### Requirement
The answer must restate the records below word for word.

Segment Open

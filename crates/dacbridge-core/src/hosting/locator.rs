//! # Host Runtime Locator
//!
//! Chooses the runtime installation that will host the helper code.
//!
//! ## Discovery Chain
//!
//! 1. A runtime resolved earlier in this process is reused unchanged
//! 2. The first existing shared-runtime root is picked (the last candidate
//!    when none exists)
//! 3. Version-named subdirectories are matched against the ordered
//!    (major, minor) preference list; the first pair with any match wins and
//!    its highest patch is used
//! 4. With no match, the directory of the runtime loaded in the target is used
//!
//! The winner is cached on the [`BridgeContext`] for the rest of the process.

use std::fs;
use std::path::{Path, PathBuf};

use tracing::{debug, error, info};

use crate::context::BridgeContext;
use crate::error::{BridgeError, Result};

/// Runtime chosen to host the helper code
#[derive(Debug, Clone, PartialEq, Eq)]
pub struct HostRuntime
{
    /// Directory of the runtime installation
    pub directory: PathBuf,
    /// Full path of the runtime library inside `directory`
    pub library_path: PathBuf,
}

/// Parse a runtime version directory name as `major.minor.patch`.
///
/// Only a numeric prefix of the patch component is considered, so
/// pre-release directories parse as their base version.
///
/// ```rust
/// use dacbridge_core::hosting::locator::parse_runtime_version;
///
/// assert_eq!(parse_runtime_version("2.1.5"), Some((2, 1, 5)));
/// assert_eq!(parse_runtime_version("3.0.0-preview8"), Some((3, 0, 0)));
/// assert_eq!(parse_runtime_version("2.1"), None);
/// ```
pub fn parse_runtime_version(name: &str) -> Option<(u32, u32, u32)>
{
    let mut parts = name.splitn(3, '.');
    let major = parts.next()?.parse().ok()?;
    let minor = parts.next()?.parse().ok()?;
    let rest = parts.next()?;

    let digits = rest.bytes().take_while(u8::is_ascii_digit).count();
    let patch = rest[..digits].parse().ok()?;
    Some((major, minor, patch))
}

/// Find the highest-patch `major.minor.*` subdirectory of `root`.
///
/// Entries are visited in name order; on equal patch numbers the later entry
/// wins.
pub fn find_runtime_version(root: &Path, major: u32, minor: u32) -> Option<PathBuf>
{
    let entries = fs::read_dir(root).ok()?;
    let mut names: Vec<String> = entries
        .filter_map(std::result::Result::ok)
        .filter(|entry| entry.file_type().is_ok_and(|kind| kind.is_dir()))
        .filter_map(|entry| entry.file_name().into_string().ok())
        .collect();
    names.sort();

    let mut best: Option<(u32, &str)> = None;
    for name in &names {
        let Some((found_major, found_minor, patch)) = parse_runtime_version(name) else {
            continue;
        };
        if found_major != major || found_minor != minor {
            continue;
        }
        match best {
            Some((highest, _)) if patch < highest => {}
            _ => best = Some((patch, name)),
        }
    }

    best.map(|(_, name)| root.join(name))
}

/// Walk `preferences` in order and return the first version directory found.
pub fn select_runtime_directory(root: &Path, preferences: &[(u32, u32)]) -> Option<PathBuf>
{
    preferences.iter().find_map(|&(major, minor)| {
        let found = find_runtime_version(root, major, minor);
        if found.is_none() {
            debug!("No {major}.{minor}.x runtime under {}", root.display());
        }
        found
    })
}

/// First existing candidate root, or the last candidate when none exists.
pub fn probe_runtime_root(candidates: &[PathBuf]) -> Option<PathBuf>
{
    candidates
        .iter()
        .find(|candidate| candidate.exists())
        .or_else(|| candidates.last())
        .cloned()
}

impl BridgeContext
{
    /// The runtime chosen to host helper code, resolved once per process.
    ///
    /// ## Errors
    ///
    /// - `NotFound`: no shared-runtime root is configured, or no preferred
    ///   version is installed and the target's runtime module is not loaded
    pub fn host_runtime(&self) -> Result<&HostRuntime>
    {
        self.host_runtime.get_or_try_init(|| self.locate_host_runtime())
    }

    fn locate_host_runtime(&self) -> Result<HostRuntime>
    {
        let Some(root) = probe_runtime_root(&self.config.runtime_roots) else {
            error!("No shared runtime location is known for {}", self.config.platform);
            return Err(BridgeError::NotFound("shared runtime root".to_string()));
        };

        let directory = match select_runtime_directory(&root, &self.config.runtime_preferences) {
            Some(directory) => directory,
            None => {
                debug!("No preferred runtime installed, hosting on the target's runtime");
                self.target_runtime_directory()?
            }
        };

        let library_path = directory.join(self.config.platform.runtime_library_name());
        info!("Hosting runtime: {}", directory.display());
        Ok(HostRuntime {
            directory,
            library_path,
        })
    }

    /// Directory of the runtime module loaded in the target.
    ///
    /// ## Errors
    ///
    /// - `NotFound`: the runtime module is not loaded (yet) or its image file
    ///   does not exist
    pub fn target_runtime_directory(&self) -> Result<PathBuf>
    {
        let name = self.config.platform.runtime_module_name();
        let module = self.host.module_by_name(&name).map_err(|err| {
            error!("Runtime module ({name}) not loaded yet: {err}");
            BridgeError::NotFound(format!("runtime module {name}"))
        })?;

        let image = if self.config.platform.is_desktop() {
            if !module.image_path.is_file() {
                error!("Runtime module {} does not exist", module.image_path.display());
                return Err(BridgeError::NotFound(module.image_path.display().to_string()));
            }
            module.image_path
        } else {
            fs::canonicalize(&module.image_path).map_err(|err| {
                error!("Failed to resolve {}: {err}", module.image_path.display());
                BridgeError::NotFound(module.image_path.display().to_string())
            })?
        };

        image
            .parent()
            .map(Path::to_path_buf)
            .ok_or_else(|| BridgeError::NotFound(format!("directory of {}", image.display())))
    }
}

#[cfg(test)]
mod tests
{
    use super::*;

    fn runtime_root(versions: &[&str]) -> tempfile::TempDir
    {
        let root = tempfile::tempdir().unwrap();
        for version in versions {
            fs::create_dir(root.path().join(version)).unwrap();
        }
        root
    }

    #[test]
    fn test_parse_runtime_version_rejects_short_names()
    {
        assert_eq!(parse_runtime_version("2"), None);
        assert_eq!(parse_runtime_version("x.1.2"), None);
        assert_eq!(parse_runtime_version("2.1.x"), None);
        assert_eq!(parse_runtime_version("10.20.30"), Some((10, 20, 30)));
    }

    #[test]
    fn test_highest_patch_of_first_preference_wins()
    {
        let root = runtime_root(&["2.1.3", "2.1.12", "2.2.8", "3.0.1"]);
        let found = select_runtime_directory(root.path(), &[(2, 1), (2, 2), (3, 0)]).unwrap();
        assert_eq!(found, root.path().join("2.1.12"));
    }

    #[test]
    fn test_later_preference_used_when_earlier_missing()
    {
        let root = runtime_root(&["2.2.0", "2.2.7", "3.0.9"]);
        let found = select_runtime_directory(root.path(), &[(2, 1), (2, 2), (3, 0)]).unwrap();
        assert_eq!(found, root.path().join("2.2.7"));
    }

    #[test]
    fn test_no_matching_version()
    {
        let root = runtime_root(&["1.0.4", "5.0.0"]);
        assert!(select_runtime_directory(root.path(), &[(2, 1), (2, 2), (3, 0)]).is_none());
        assert!(find_runtime_version(&root.path().join("missing"), 2, 1).is_none());
    }

    #[test]
    fn test_files_are_not_versions()
    {
        let root = runtime_root(&[]);
        fs::write(root.path().join("2.1.9"), b"").unwrap();
        assert!(find_runtime_version(root.path(), 2, 1).is_none());
    }

    #[test]
    fn test_probe_runtime_root()
    {
        let existing = tempfile::tempdir().unwrap();
        let missing = existing.path().join("missing");
        let last = existing.path().join("last");

        let found = probe_runtime_root(&[missing.clone(), existing.path().to_path_buf(), last.clone()]);
        assert_eq!(found.as_deref(), Some(existing.path()));
        assert_eq!(probe_runtime_root(&[missing, last.clone()]), Some(last));
        assert_eq!(probe_runtime_root(&[]), None);
    }
}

Segment Closed

### Task answer
filename crates/dacbridge-core/src/hosting/locator.rs
//! # Host Runtime Locator
//!
//! Chooses the runtime installation that will host the helper code.
//!
//! ## Discovery Chain
//!
//! 1. A runtime resolved earlier in this process is reused unchanged
//! 2. The first existing shared-runtime root is picked (the last candidate
//!    when none exists)
//! 3. Version-named subdirectories are matched against the ordered
//!    (major, minor) preference list; the first pair with any match wins and
//!    its highest patch is used
//! 4. With no match, the directory of the runtime loaded in the target is used
//!
//! The winner is cached on the [`BridgeContext`] for the rest of the process.

use std::fs;
use std::path::{Path, PathBuf};

use tracing::{debug, error, info};

use crate::context::BridgeContext;
use crate::error::{BridgeError, Result};

/// Runtime chosen to host the helper code
#[derive(Debug, Clone, PartialEq, Eq)]
pub struct HostRuntime
{
    /// Directory of the runtime installation
    pub directory: PathBuf,
    /// Full path of the runtime library inside `directory`
    pub library_path: PathBuf,
}

/// Parse a runtime version directory name as `major.minor.patch`.
///
/// Only a numeric prefix of the patch component is considered, so
/// pre-release directories parse as their base version.
///
/// ```rust
/// use dacbridge_core::hosting::locator::parse_runtime_version;
///
/// assert_eq!(parse_runtime_version("2.1.5"), Some((2, 1, 5)));
/// assert_eq!(parse_runtime_version("3.0.0-preview8"), Some((3, 0, 0)));
/// assert_eq!(parse_runtime_version("2.1"), None);
/// ```
pub fn parse_runtime_version(name: &str) -> Option<(u32, u32, u32)>
{
    let mut parts = name.splitn(3, '.');
    let major = parts.next()?.parse().ok()?;
    let minor = parts.next()?.parse().ok()?;
    let rest = parts.next()?;

    let digits = rest.bytes().take_while(u8::is_ascii_digit).count();
    let patch = rest[..digits].parse().ok()?;
    Some((major, minor, patch))
}

/// Find the highest-patch `major.minor.*` subdirectory of `root`.
///
/// Entries are visited in name order; on equal patch numbers the later entry
/// wins.
pub fn find_runtime_version(root: &Path, major: u32, minor: u32) -> Option<PathBuf>
{
    let entries = fs::read_dir(root).ok()?;
    let mut names: Vec<String> = entries
        .filter_map(std::result::Result::ok)
        .filter(|entry| entry.file_type().is_ok_and(|kind| kind.is_dir()))
        .filter_map(|entry| entry.file_name().into_string().ok())
        .collect();
    names.sort();

    let mut best: Option<(u32, &str)> = None;
    for name in &names {
        let Some((found_major, found_minor, patch)) = parse_runtime_version(name) else {
            continue;
        };
        if found_major != major || found_minor != minor {
            continue;
        }
        match best {
            Some((highest, _)) if patch < highest => {}
            _ => best = Some((patch, name)),
        }
    }

    best.map(|(_, name)| root.join(name))
}

/// Walk `preferences` in order and return the first version directory found.
pub fn select_runtime_directory(root: &Path, preferences: &[(u32, u32)]) -> Option<PathBuf>
{
    preferences.iter().find_map(|&(major, minor)| {
        let found = find_runtime_version(root, major, minor);
        if found.is_none() {
            debug!("No {major}.{minor}.x runtime under {}", root.display());
        }
        found
    })
}

/// First existing candidate root, or the last candidate when none exists.
pub fn probe_runtime_root(candidates: &[PathBuf]) -> Option<PathBuf>
{
    candidates
        .iter()
        .find(|candidate| candidate.exists())
        .or_else(|| candidates.last())
        .cloned()
}

impl BridgeContext
{
    /// The runtime chosen to host helper code, resolved once per process.
    ///
    /// ## Errors
    ///
    /// - `NotFound`: no shared-runtime root is configured, or no preferred
    ///   version is installed and the target's runtime module is not loaded
    pub fn host_runtime(&self) -> Result<&HostRuntime>
    {
        self.host_runtime.get_or_try_init(|| self.locate_host_runtime())
    }

    fn locate_host_runtime(&self) -> Result<HostRuntime>
    {
        let Some(root) = probe_runtime_root(&self.config.runtime_roots) else {
            error!("No shared runtime location is known for {}", self.config.platform);
            return Err(BridgeError::NotFound("shared runtime root".to_string()));
        };

        let directory = match select_runtime_directory(&root, &self.config.runtime_preferences) {
            Some(directory) => directory,
            None => {
                debug!("No preferred runtime installed, hosting on the target's runtime");
                self.target_runtime_directory()?
            }
        };

        let library_path = directory.join(self.config.platform.runtime_library_name());
        info!("Hosting runtime: {}", directory.display());
        Ok(HostRuntime {
            directory,
            library_path,
        })
    }

    /// Directory of the runtime module loaded in the target.
    ///
    /// ## Errors
    ///
    /// - `NotFound`: the runtime module is not loaded (yet) or its image file
    ///   does not exist
    pub fn target_runtime_directory(&self) -> Result<PathBuf>
    {
        let name = self.config.platform.runtime_module_name();
        let module = self.host.module_by_name(&name).map_err(|err| {
            error!("Runtime module ({name}) not loaded yet: {err}");
            BridgeError::NotFound(format!("runtime module {name}"))
        })?;

        let image = if self.config.platform.is_desktop() {
            if !module.image_path.is_file() {
                error!("Runtime module {} does not exist", module.image_path.display());
                return Err(BridgeError::NotFound(module.image_path.display().to_string()));
            }
            module.image_path
        } else {
            fs::canonicalize(&module.image_path).map_err(|err| {
                error!("Failed to resolve {}: {err}", module.image_path.display());
                BridgeError::NotFound(module.image_path.display().to_string())
            })?
        };

        image
            .parent()
            .map(Path::to_path_buf)
            .ok_or_else(|| BridgeError::NotFound(format!("directory of {}", image.display())))
    }
}

#[cfg(test)]
mod tests
{
    use super::*;

    fn runtime_root(versions: &[&str]) -> tempfile::TempDir
    {
        let root = tempfile::tempdir().unwrap();
        for version in versions {
            fs::create_dir(root.path().join(version)).unwrap();
        }
        root
    }

    #[test]
    fn test_parse_runtime_version_rejects_short_names()
    {
        assert_eq!(parse_runtime_version("2"), None);
        assert_eq!(parse_runtime_version("x.1.2"), None);
        assert_eq!(parse_runtime_version("2.1.x"), None);
        assert_eq!(parse_runtime_version("10.20.30"), Some((10, 20, 30)));
    }

    #[test]
    fn test_highest_patch_of_first_preference_wins()
    {
        let root = runtime_root(&["2.1.3", "2.1.12", "2.2.8", "3.0.1"]);
        let found = select_runtime_directory(root.path(), &[(2, 1), (2, 2), (3, 0)]).unwrap();
        assert_eq!(found, root.path().join("2.1.12"));
    }

    #[test]
    fn test_later_preference_used_when_earlier_missing()
    {
        let root = runtime_root(&["2.2.0", "2.2.7", "3.0.9"]);
        let found = select_runtime_directory(root.path(), &[(2, 1), (2, 2), (3, 0)]).unwrap();
        assert_eq!(found, root.path().join("2.2.7"));
    }

    #[test]
    fn test_no_matching_version()
    {
        let root = runtime_root(&["1.0.4", "5.0.0"]);
        assert!(select_runtime_directory(root.path(), &[(2, 1), (2, 2), (3, 0)]).is_none());
        assert!(find_runtime_version(&root.path().join("missing"), 2, 1).is_none());
    }

    #[test]
    fn test_files_are_not_versions()
    {
        let root = runtime_root(&[]);
        fs::write(root.path().join("2.1.9"), b"").unwrap();
        assert!(find_runtime_version(root.path(), 2, 1).is_none());
    }

    #[test]
    fn test_probe_runtime_root()
    {
        let existing = tempfile::tempdir().unwrap();
        let missing = existing.path().join("missing");
        let last = existing.path().join("last");

        let found = probe_runtime_root(&[missing.clone(), existing.path().to_path_buf(), last.clone()]);
        assert_eq!(found.as_deref(), Some(existing.path()));
        assert_eq!(probe_runtime_root(&[missing, last.clone()]), Some(last));
        assert_eq!(probe_runtime_root(&[]), None);
    }
}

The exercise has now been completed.